While so-called “riots” were a feature throughout the country, the majority of protests were peaceful. Protestors have rejected violent tactics while also arguing against those who demonized rioters and “looters.” Many quote Martin Luther King, Jr.’s insight that a “Riot is the language of the unheard.” There is a growing recognition among the working class that Black communities are routinely looted by the capitalist system through wage theft, low-pay, little to no health care coverage, and slashes in vital social services.

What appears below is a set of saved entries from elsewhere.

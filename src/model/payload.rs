//! Payload shapes for each registered model reference

use super::ModelError;
use confidential_crypto::{pkcs12_decode, private_key_from_pem, KeyMaterialError, PrivateKey};
use serde::de::DeserializeOwned;
use serde::{Deserialize, Serialize};
use serde_with::{base64::Base64, serde_as};
use std::fmt;

pub const MODEL_STRING: &str = "core/string/v01";
pub const MODEL_BINARY: &str = "core/binary/v01";
pub const MODEL_CERTIFICATE: &str = "core/certificate/v01";
pub const MODEL_APIM_SUBSCRIPTION: &str = "apim/subscription/v01";
pub const MODEL_APIM_NAMED_VALUE: &str = "apim/namedValue/v01";

/// A value that can travel inside an envelope
///
/// `Rest` is the on-wire JSON shape; `MODEL` pins it to a model reference.
pub trait ConfidentialValue: Sized {
    type Rest: Serialize + DeserializeOwned;
    const MODEL: &'static str;

    fn to_rest(&self) -> Self::Rest;
    fn from_rest(rest: Self::Rest) -> Result<Self, ModelError>;
}

#[derive(Serialize, Deserialize)]
pub struct StringRest {
    #[serde(rename = "s")]
    pub value: String,
}

impl ConfidentialValue for String {
    type Rest = StringRest;
    const MODEL: &'static str = MODEL_STRING;

    fn to_rest(&self) -> StringRest {
        StringRest {
            value: self.clone(),
        }
    }

    fn from_rest(rest: StringRest) -> Result<Self, ModelError> {
        Ok(rest.value)
    }
}

#[serde_as]
#[derive(Serialize, Deserialize)]
pub struct BinaryRest {
    #[serde(rename = "b")]
    #[serde_as(as = "Base64")]
    pub data: Vec<u8>,
}

impl ConfidentialValue for Vec<u8> {
    type Rest = BinaryRest;
    const MODEL: &'static str = MODEL_BINARY;

    fn to_rest(&self) -> BinaryRest {
        BinaryRest { data: self.clone() }
    }

    fn from_rest(rest: BinaryRest) -> Result<Self, ModelError> {
        Ok(rest.data)
    }
}

/// Media type of a certificate bag
#[derive(Debug, Clone, Copy, PartialEq, Eq, Serialize, Deserialize)]
pub enum CertificateFormat {
    #[serde(rename = "application/x-pem-file")]
    Pem,
    #[serde(rename = "application/x-pkcs12")]
    Pkcs12,
    #[serde(rename = "application/unknown")]
    Unknown,
}

impl CertificateFormat {
    pub fn media_type(&self) -> &'static str {
        match self {
            CertificateFormat::Pem => "application/x-pem-file",
            CertificateFormat::Pkcs12 => "application/x-pkcs12",
            CertificateFormat::Unknown => "application/unknown",
        }
    }
}

/// Certificate with its private key, as PEM or PKCS#12
#[derive(Clone, PartialEq, Eq)]
pub struct CertificateBag {
    pub data: Vec<u8>,
    pub format: CertificateFormat,
    /// Password protecting the key material; empty when none
    pub password: String,
}

impl fmt::Debug for CertificateBag {
    fn fmt(&self, f: &mut fmt::Formatter<'_>) -> fmt::Result {
        f.debug_struct("CertificateBag")
            .field("len", &self.data.len())
            .field("format", &self.format)
            .finish()
    }
}

impl CertificateBag {
    fn password(&self) -> Option<&str> {
        if self.password.is_empty() {
            None
        } else {
            Some(&self.password)
        }
    }

    /// Decode the private key held in the bag
    pub fn private_key(&self) -> Result<PrivateKey, KeyMaterialError> {
        match self.format {
            CertificateFormat::Pem => private_key_from_pem(&self.data, self.password()),
            CertificateFormat::Pkcs12 => Ok(pkcs12_decode(&self.data, &self.password)?.key),
            CertificateFormat::Unknown => private_key_from_pem(&self.data, self.password())
                .or_else(|_| pkcs12_decode(&self.data, &self.password).map(|bundle| bundle.key)),
        }
    }
}

#[serde_as]
#[derive(Serialize, Deserialize)]
pub struct CertificateRest {
    #[serde(rename = "crt")]
    #[serde_as(as = "Base64")]
    pub data: Vec<u8>,
    #[serde(rename = "crt_f")]
    pub format: CertificateFormat,
    #[serde(rename = "crt_p", default)]
    pub password: String,
}

impl ConfidentialValue for CertificateBag {
    type Rest = CertificateRest;
    const MODEL: &'static str = MODEL_CERTIFICATE;

    fn to_rest(&self) -> CertificateRest {
        CertificateRest {
            data: self.data.clone(),
            format: self.format,
            password: self.password.clone(),
        }
    }

    fn from_rest(rest: CertificateRest) -> Result<Self, ModelError> {
        if rest.data.is_empty() {
            return Err(ModelError::InvalidPayload(
                "certificate data is empty".to_string(),
            ));
        }
        Ok(CertificateBag {
            data: rest.data,
            format: rest.format,
            password: rest.password,
        })
    }
}

/// API Management subscription key pair
#[derive(Clone, PartialEq, Eq)]
pub struct SubscriptionKeys {
    pub primary: String,
    pub secondary: String,
}

impl fmt::Debug for SubscriptionKeys {
    fn fmt(&self, f: &mut fmt::Formatter<'_>) -> fmt::Result {
        f.write_str("SubscriptionKeys([REDACTED])")
    }
}

#[derive(Serialize, Deserialize)]
pub struct SubscriptionRest {
    #[serde(rename = "pk", default)]
    pub primary: String,
    #[serde(rename = "sk", default)]
    pub secondary: String,
}

impl ConfidentialValue for SubscriptionKeys {
    type Rest = SubscriptionRest;
    const MODEL: &'static str = MODEL_APIM_SUBSCRIPTION;

    fn to_rest(&self) -> SubscriptionRest {
        SubscriptionRest {
            primary: self.primary.clone(),
            secondary: self.secondary.clone(),
        }
    }

    fn from_rest(rest: SubscriptionRest) -> Result<Self, ModelError> {
        if rest.primary.is_empty() && rest.secondary.is_empty() {
            return Err(ModelError::InvalidPayload(
                "subscription carries neither a primary nor a secondary key".to_string(),
            ));
        }
        Ok(SubscriptionKeys {
            primary: rest.primary,
            secondary: rest.secondary,
        })
    }
}

/// API Management named value
#[derive(Clone, PartialEq, Eq)]
pub struct NamedValue(pub String);

impl fmt::Debug for NamedValue {
    fn fmt(&self, f: &mut fmt::Formatter<'_>) -> fmt::Result {
        f.write_str("NamedValue([REDACTED])")
    }
}

impl ConfidentialValue for NamedValue {
    type Rest = StringRest;
    const MODEL: &'static str = MODEL_APIM_NAMED_VALUE;

    fn to_rest(&self) -> StringRest {
        StringRest {
            value: self.0.clone(),
        }
    }

    fn from_rest(rest: StringRest) -> Result<Self, ModelError> {
        Ok(NamedValue(rest.value))
    }
}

Young people, activists, and workers see this rebellion as not just being against police brutality. Hundreds of thousands across the country have called to defund the police and redirect money toward social services such as education and housing. Systemic racism in all of its forms is being called out as the target. The slogan, “Enough is Enough,” crystalizes the mood. Many, especially Black youth, are no longer appeased with ineffective police reforms like body cams or implicit bias training. Many are desperate for a complete restructuring of the racist system that plagues working people of color.
While generally the labor leaders have been woefully inactive in this struggle, some local leaderships and rank-and-file groups have launched into action.
In Minneapolis, the bus drivers union ATU Local 1005 denied the police use of their buses to perform mass arrests for the first days of the rebellion. In response to a Minneapolis post office being burnt down, postal workers stood in solidarity with the rebellion by marching with the slogan, “You can replace a post office, but you cannot replace the life of George Floyd.”
Many workplaces, union and non-union, held 9 minute walkouts to honor the death of George Floyd. This growing solidarity between the labor movement and the protests is the basis on which coordinated days of action could be organized. Mass protests combine with workplace actions would bring far more pressure to bear on the ruling class.
No Answers in the Halls of Power
Both the Democratic and Republican Party have been completely taken aback by these rapid developments.
The Democratic Party establishment continues to try to funnel the momentum of this movement into a vote for Biden in November. However, they refuse to acknowledge their own role in police brutality and systemic racism or fundamentally change their positions on mass incarceration and policing. Joe Biden said that he doesn’t agree with the movement’s main demand of defunding the police. Knowing full well it would not pass in the Senate, the Democrats in the House put forward the boldest police reform package they could come up with. Even their most robust proposals are extremely limited.
The Republican Party, more overtly the party of “Law and Order,” has gleefully ordered militarized forces to descend on protestors. However, they have also had to deal with protests in small towns and suburban communities, which is their voting base. Both parties have made clear their hostility to working-class people taking to the streets for Justice for George Floyd.
Both corporate parties know that they are unable to deliver on the demands of ending systemic racism. To do so would require eliminating the economic order that allows racism to flourish: capitalism. Ending systemic racism would mean working people controlling their communities and workplaces under democratic control — putting the needs of the community over profit. This largely points to the need for socialism to end racism.
Tens of thousands of working people are desperately looking for the way forward in the fight against capitalism and racist policing. Only the working class is the force in society to deliver on these demands by taking control of our workplaces and communities under the nose of the capitalist class.